Opinião

Governo Temer quer destruir as conquistas ambientais

*Reinaldo Canto

Nuvens carregadas tomaram conta do céu de Brasília e de lá se espalham pelo resto do país de maneira persistente, sem trégua. Não me refiro apenas ao cenário político e denúncias que atingem os nossos atuais governantes ou do assustador desmonte das leis trabalhistas e da Previdência Social.

Quero alertar para a completa destruição da legislação ambiental brasileira, que está na mira dos setores mais conservadores que hoje dão as cartas no Planalto Central, seja nos Ministérios, seja no Congresso Nacional.

São ministros que atacam as próprias pastas que representam e parlamentares cujas mais importantes ações estão centradas em suprimir direitos de minorias e avançar sobre áreas ambientais protegidas há muitos anos.

Segundo carta publicada pelo Observatório do Clima, Nenhum hectare a menos!, vivemos "talvez a maior ofensiva antiambiental desde a elaboração da Constituição de 1988". O documento também deixa claro que os retrocessos em curso no governo e no Congresso colocam em risco as metas climáticas assinadas por Temer e que fazem parte do Acordo de Paris ratificado pelo Brasil.

Para ficar em alguns exemplos, a redução em mais de 1,1 milhão de hectares das unidades de Conservação aprovada por comissões no Congresso ataca diretamente as florestas brasileiras e representa um incentivo brutal à grilagem e ao desmatamento sem limites.

Outro caso emblemático é o enfraquecimento do licenciamento ambiental (PL 3.729/2004 – Lei Geral de Licenciamento). Temos outros tristes exemplos de terra arrasada, literalmente, como a liberação indiscriminada de agrotóxicos, a facilitação da ocupação de terras públicas e o novo Código de Mineração, que pode fazer com que casos como o de Mariana deixem de ser exceção.

Se o governo de Dilma Roussef estava longe de ser amigável ao meio ambiente, o de Michel Temer representa uma visão retrógrada que, certamente, colocará o Brasil de volta ao século 19.

Os sinais são perturbadores e chegam num momento em que a situação já não era favorável. Nos últimos dois anos o desmatamento na Amazônia cresceu 60%. A manutenção de tais números torna letra morta a meta brasileira de chegar a 2020 com uma redução de 80% do desmatamento, compromisso brasileiro no Acordo de Paris para a redução dos índices de emissão de gases de efeito estufa do país.

Aumento da violência

O Brasil já era apontado como o país com maior risco no mundo para ambientalistas, mas nunca, como agora, a bandidagem que atua no meio rural se sentiu tão à vontade para agir.
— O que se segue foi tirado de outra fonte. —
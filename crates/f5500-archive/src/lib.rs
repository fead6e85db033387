//! f5500-archive: date-versioned archive of Form 5500 dataset containers
//!
//! Each fetched ZIP is filed under the calendar date embedded in its single
//! CSV entry, giving one folder per published version:
//!
//! ```text
//! {root}/
//! ├── 2023-01-01/
//! │   ├── 5500_2022_Latest.zip
//! │   └── SCH_A_2022_Latest.zip
//! └── 2023-06-15/
//!     └── 5500_2022_Latest.zip
//! ```
//!
//! Reads resolve "latest" across folders; the reconciler removes stale
//! copies so each key lives under its newest version only.

pub mod container;
pub mod error;
pub mod fetcher;
pub mod hash;
pub mod key;
pub mod reader;
pub mod reconcile;
pub mod resolve;
pub mod store;
pub mod version;

pub use container::{DATA_EXTENSION, extract_version};
pub use error::{ArchiveError, Result};
pub use fetcher::{DEFAULT_BASE_URL, Downloaded, Fetcher, HttpFetcher, download};
pub use key::ArtifactKey;
pub use reader::{DataEntry, Reader};
pub use reconcile::{PlannedRemoval, ReconcilePlan, ReconcileReport, ReconcileStatus, Reconciler};
pub use store::{ArchiveStore, StoreEntry, StoredArtifact, VersionFolder, WriteOutcome};
pub use version::{Version, VersionSpec};
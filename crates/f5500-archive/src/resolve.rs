//! "Latest version" resolution across version folders

use crate::error::{ArchiveError, Result};
use crate::key::ArtifactKey;
use crate::store::{ArchiveStore, StoredArtifact};
use crate::version::{Version, VersionSpec};

impl ArchiveStore {
    /// Most recent version whose folder holds a container for `key`.
    pub fn resolve(&self, key: &ArtifactKey) -> Result<Version> {
        self.locate(key, VersionSpec::Latest).map(|a| a.version)
    }

    /// Find the stored container for `key` at `spec`.
    ///
    /// For `Latest`, folders are tried newest first and every folder is
    /// checked before giving up: a key last fetched under an old version is
    /// still the latest available for that key.
    pub fn locate(&self, key: &ArtifactKey, spec: VersionSpec) -> Result<StoredArtifact> {
        let file_name = key.file_name();

        match spec {
            VersionSpec::Pinned(version) => {
                let path = self.artifact_path(key, version);
                if !path.is_file() {
                    return Err(ArchiveError::NotFound {
                        key: key.to_string(),
                        version: Some(version),
                    });
                }
                Ok(StoredArtifact {
                    key: key.clone(),
                    version,
                    path,
                })
            }
            VersionSpec::Latest => {
                let mut folders = self.scan()?;
                folders.sort_by(|a, b| b.recency().cmp(&a.recency()));
                let newest = folders
                    .into_iter()
                    .find(|f| f.contains(&file_name))
                    .ok_or_else(|| ArchiveError::NotFound {
                        key: key.to_string(),
                        version: None,
                    })?;

                log::debug!("{key}: latest version is {}", newest.name);
                Ok(StoredArtifact {
                    key: key.clone(),
                    version: newest.version,
                    path: newest.path.join(&file_name),
                })
            }
        }
    }
}

#[cfg(test)]
mod tests {
    use std::fs;

    use super::*;

    fn key(schedule: &str) -> ArtifactKey {
        ArtifactKey::new(schedule, "2021", "Latest").unwrap()
    }

    fn v(s: &str) -> Version {
        s.parse().unwrap()
    }

    #[test]
    fn resolve_picks_most_recent() {
        let dir = tempfile::tempdir().unwrap();
        let store = ArchiveStore::new(dir.path()).unwrap();
        let k = key("5500");
        store.put(&k, v("2023-01-01"), b"old", false).unwrap();
        store.put(&k, v("2023-06-15"), b"new", false).unwrap();

        assert_eq!(store.resolve(&k).unwrap(), v("2023-06-15"));
    }

    #[test]
    fn resolve_falls_back_to_older_folder() {
        let dir = tempfile::tempdir().unwrap();
        let store = ArchiveStore::new(dir.path()).unwrap();
        store.put(&key("SCH_A"), v("2022-03-01"), b"a", false).unwrap();
        // newer folders without SCH_A
        store.put(&key("5500"), v("2023-01-01"), b"b", false).unwrap();
        store.put(&key("SCH_H"), v("2023-06-15"), b"c", false).unwrap();

        assert_eq!(store.resolve(&key("SCH_A")).unwrap(), v("2022-03-01"));
    }

    #[test]
    fn resolve_ignores_non_date_folders() {
        let dir = tempfile::tempdir().unwrap();
        let store = ArchiveStore::new(dir.path()).unwrap();
        let k = key("5500");
        store.put(&k, v("2023-01-01"), b"x", false).unwrap();
        let stray = dir.path().join("zz-manual");
        fs::create_dir_all(&stray).unwrap();
        fs::write(stray.join(k.file_name()), b"y").unwrap();

        assert_eq!(store.resolve(&k).unwrap(), v("2023-01-01"));
    }

    #[test]
    fn same_date_prefers_canonical_folder() {
        let dir = tempfile::tempdir().unwrap();
        let store = ArchiveStore::new(dir.path()).unwrap();
        let k = key("5500");
        store.put(&k, v("2023-06-15"), b"canonical", false).unwrap();
        let odd = dir.path().join("2023-6-15");
        fs::create_dir_all(&odd).unwrap();
        fs::write(odd.join(k.file_name()), b"manual").unwrap();

        let found = store.locate(&k, VersionSpec::Latest).unwrap();
        assert_eq!(fs::read(found.path).unwrap(), b"canonical");
    }

    #[test]
    fn resolve_not_found_anywhere() {
        let dir = tempfile::tempdir().unwrap();
        let store = ArchiveStore::new(dir.path()).unwrap();
        store.put(&key("5500"), v("2023-01-01"), b"x", false).unwrap();

        let err = store.resolve(&key("SCH_C")).unwrap_err();
        assert!(matches!(err, ArchiveError::NotFound { version: None, .. }));
    }

    #[test]
    fn resolve_empty_archive() {
        let dir = tempfile::tempdir().unwrap();
        let store = ArchiveStore::open(&dir.path().join("missing"));
        assert!(store.resolve(&key("5500")).unwrap_err().is_not_found());
    }

    #[test]
    fn locate_pinned() {
        let dir = tempfile::tempdir().unwrap();
        let store = ArchiveStore::new(dir.path()).unwrap();
        let k = key("5500");
        store.put(&k, v("2023-01-01"), b"old", false).unwrap();
        store.put(&k, v("2023-06-15"), b"new", false).unwrap();

        let found = store.locate(&k, VersionSpec::Pinned(v("2023-01-01"))).unwrap();
        assert_eq!(found.version, v("2023-01-01"));
        assert_eq!(fs::read(found.path).unwrap(), b"old");
    }

    #[test]
    fn locate_pinned_missing_version() {
        let dir = tempfile::tempdir().unwrap();
        let store = ArchiveStore::new(dir.path()).unwrap();
        let k = key("5500");
        store.put(&k, v("2023-01-01"), b"x", false).unwrap();

        let err = store
            .locate(&k, VersionSpec::Pinned(v("2020-01-01")))
            .unwrap_err();
        assert!(matches!(
            err,
            ArchiveError::NotFound {
                version: Some(_),
                ..
            }
        ));
    }
}
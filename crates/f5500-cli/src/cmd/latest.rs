//! `f5500 latest` - print the resolved version of a key

use anyhow::Result;

use super::KeyArgs;
use crate::config::Config;

pub fn run(args: KeyArgs, config: &Config) -> Result<()> {
    let key = args.key()?;
    let version = super::open_store(config).resolve(&key)?;
    println!("{version}");
    Ok(())
}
Não à toa, estão se multiplicando casos de ataque contra indígenas, trabalhadores rurais, extrativistas e quilombolas.

Entre os casos mais recentes e bárbaros está a chacina de dez trabalhadores num assentamento rural de Colniza, cidade a quase mil quilômetros de Cuiabá, capital de Mato Grosso. Já no Maranhão, uma disputa de terras feriu 12 indígenas da tribo Gamela, no município de Viana, alguns em estado grave, sendo que um deles além de levar dois tiros teve as mãos decepadas.

Uma ação efetiva para punir os crimes e interromper essa selvageria parece não ser a preocupação de nossas "excelências". Ao invés disso, a CPI da Funai na Câmara dos Deputados decidiu por indiciar índios, antropólogos e entidades que atuam na proteção das tribos indígenas por, entre outras razões, tentar recuperar terras griladas que lhes foram roubadas.

Luta desigual e suas consequências

É muito difícil enfrentar essa ação coordenada dos ruralistas. O movimento ambientalista faz o que pode para tentar se contrapor a essa avalanche. Nesta semana, mais de 130 organizações e entidades lançaram uma carta pública (#Resista), denunciando esses ataques e chamando os brasileiros para um movimento de resistência contra as medidas do governo e da bancada ruralista.

Importante ressaltar que a repercussão internacional negativa poderá ser um enorme tiro no pé para governo e ruralistas. No caso da gestão Temer, que busca legitimidade e a recuperação econômica, não parece ser inteligente, aos olhos do mundo, rasgar compromissos e ser carimbado como um governo responsável por um enorme retrocesso ambiental em pleno século 21.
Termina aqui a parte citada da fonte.